#### [What is expected]
Using the records below, filter for lines that contain the string "Serialize" and copy them out.

#### [Given data]
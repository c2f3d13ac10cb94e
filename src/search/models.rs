//! Search request building

use crate::error::ClientError;
use crate::preferences::{normalize_backend, Preferences, SafeSearch};
use serde::{Deserialize, Serialize};
use url::Url;

/// Per-call overrides; a present field wins over the stored preference
#[derive(Debug, Clone, Default, PartialEq, Eq, Serialize, Deserialize)]
#[serde(rename_all = "camelCase")]
pub struct SearchOptions {
    pub backend: Option<String>,
    pub language: Option<String>,
    pub page: Option<u32>,
    pub categories: Option<String>,
    pub safe_search: Option<SafeSearch>,
}

impl SearchOptions {
    pub fn with_backend(mut self, backend: impl Into<String>) -> Self {
        self.backend = Some(backend.into());
        self
    }

    pub fn with_language(mut self, language: impl Into<String>) -> Self {
        self.language = Some(language.into());
        self
    }

    pub fn with_page(mut self, page: u32) -> Self {
        self.page = Some(page);
        self
    }

    pub fn with_categories(mut self, categories: impl Into<String>) -> Self {
        self.categories = Some(categories.into());
        self
    }

    pub fn with_safe_search(mut self, level: SafeSearch) -> Self {
        self.safe_search = Some(level);
        self
    }
}

/// A fully resolved search request
#[derive(Debug, Clone, PartialEq, Eq, Serialize, Deserialize)]
pub struct SearchRequest {
    pub query: String,
    pub backend: String,
    pub language: String,
    /// Page number (1-indexed)
    pub pageno: u32,
    pub categories: String,
    pub safesearch: SafeSearch,
}

impl SearchRequest {
    /// Merge call-time overrides over stored preferences
    pub fn resolve(query: impl Into<String>, prefs: &Preferences, options: &SearchOptions) -> Self {
        let non_empty = |v: &Option<String>| v.as_deref().map(str::trim).filter(|s| !s.is_empty()).map(String::from);

        Self {
            query: query.into(),
            backend: non_empty(&options.backend)
                .map(|b| normalize_backend(&b))
                .unwrap_or_else(|| normalize_backend(&prefs.backend)),
            language: non_empty(&options.language).unwrap_or_else(|| prefs.language.clone()),
            pageno: options.page.unwrap_or(1).max(1),
            categories: non_empty(&options.categories).unwrap_or_else(|| prefs.categories.clone()),
            safesearch: options.safe_search.unwrap_or(prefs.safe_search),
        }
    }

    /// Query string pairs for the JSON endpoint, in wire order
    pub fn params(&self) -> Vec<(&'static str, String)> {
        vec![
            ("q", self.query.clone()),
            ("format", "json".to_string()),
            ("language", self.language.clone()),
            ("pageno", self.pageno.to_string()),
            ("categories", self.categories.clone()),
            ("safesearch", self.safesearch.level().to_string()),
        ]
    }

    pub fn endpoint(&self) -> String {
        format!("{}/search", self.backend)
    }

    /// Complete JSON endpoint URL
    pub fn url(&self) -> Result<Url, ClientError> {
        let params = self.params();
        Url::parse_with_params(&self.endpoint(), params.iter().map(|(k, v)| (*k, v.as_str())))
            .map_err(|e| ClientError::InvalidBackend {
                url: self.backend.clone(),
                reason: e.to_string(),
            })
    }
}

/// Human-facing results page for `query`, as opened in a browser
pub fn search_url(query: &str, prefs: &Preferences, options: &SearchOptions) -> Result<Url, ClientError> {
    let request = SearchRequest::resolve(query, prefs, options);
    Url::parse_with_params(
        &request.endpoint(),
        [("q", request.query.as_str()), ("language", request.language.as_str())],
    )
    .map_err(|e| ClientError::InvalidBackend {
        url: request.backend.clone(),
        reason: e.to_string(),
    })
}

#[cfg(test)]
mod tests {
    use super::*;

    #[test]
    fn test_resolve_uses_preferences() {
        let prefs = Preferences {
            language: "es".to_string(),
            safe_search: SafeSearch::Strict,
            categories: "news".to_string(),
            ..Default::default()
        };
        let request = SearchRequest::resolve("hola", &prefs, &SearchOptions::default());

        assert_eq!(request.backend, "https://search.aivorysdev.com");
        assert_eq!(request.language, "es");
        assert_eq!(request.pageno, 1);
        assert_eq!(request.categories, "news");
        assert_eq!(request.safesearch, SafeSearch::Strict);
    }

    #[test]
    fn test_overrides_win_including_safe_search_off() {
        let prefs = Preferences::default();
        let options = SearchOptions::default()
            .with_backend("https://searx.example//")
            .with_language("pt-BR")
            .with_page(3)
            .with_categories("images")
            .with_safe_search(SafeSearch::Off);
        let request = SearchRequest::resolve("gatos", &prefs, &options);

        assert_eq!(request.backend, "https://searx.example");
        assert_eq!(request.language, "pt-BR");
        assert_eq!(request.pageno, 3);
        assert_eq!(request.categories, "images");
        assert_eq!(request.safesearch, SafeSearch::Off);
    }

    #[test]
    fn test_blank_overrides_and_page_zero() {
        let prefs = Preferences::default();
        let options = SearchOptions {
            language: Some("  ".to_string()),
            page: Some(0),
            ..Default::default()
        };
        let request = SearchRequest::resolve("q", &prefs, &options);
        assert_eq!(request.language, "en");
        assert_eq!(request.pageno, 1);
    }

    #[test]
    fn test_url_parameter_order_and_encoding() {
        let request = SearchRequest::resolve("rust & go", &Preferences::default(), &SearchOptions::default());
        assert_eq!(
            request.url().unwrap().as_str(),
            "https://search.aivorysdev.com/search?q=rust+%26+go&format=json&language=en&pageno=1&categories=general&safesearch=1"
        );
    }

    #[test]
    fn test_search_url_for_browser() {
        let prefs = Preferences {
            backend: "https://searx.example/".to_string(),
            language: "es".to_string(),
            ..Default::default()
        };
        let url = search_url("café", &prefs, &SearchOptions::default()).unwrap();
        assert_eq!(url.as_str(), "https://searx.example/search?q=caf%C3%A9&language=es");
    }

    #[test]
    fn test_invalid_backend() {
        let options = SearchOptions::default().with_backend("not a url");
        let err = SearchRequest::resolve("q", &Preferences::default(), &options)
            .url()
            .unwrap_err();
        assert!(matches!(err, ClientError::InvalidBackend { .. }));
    }
}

#### [Answer box]
use serde::{Deserialize, Serialize};
#[derive(Debug, Clone, Default, PartialEq, Eq, Serialize, Deserialize)]
#[derive(Debug, Clone, PartialEq, Eq, Serialize, Deserialize)]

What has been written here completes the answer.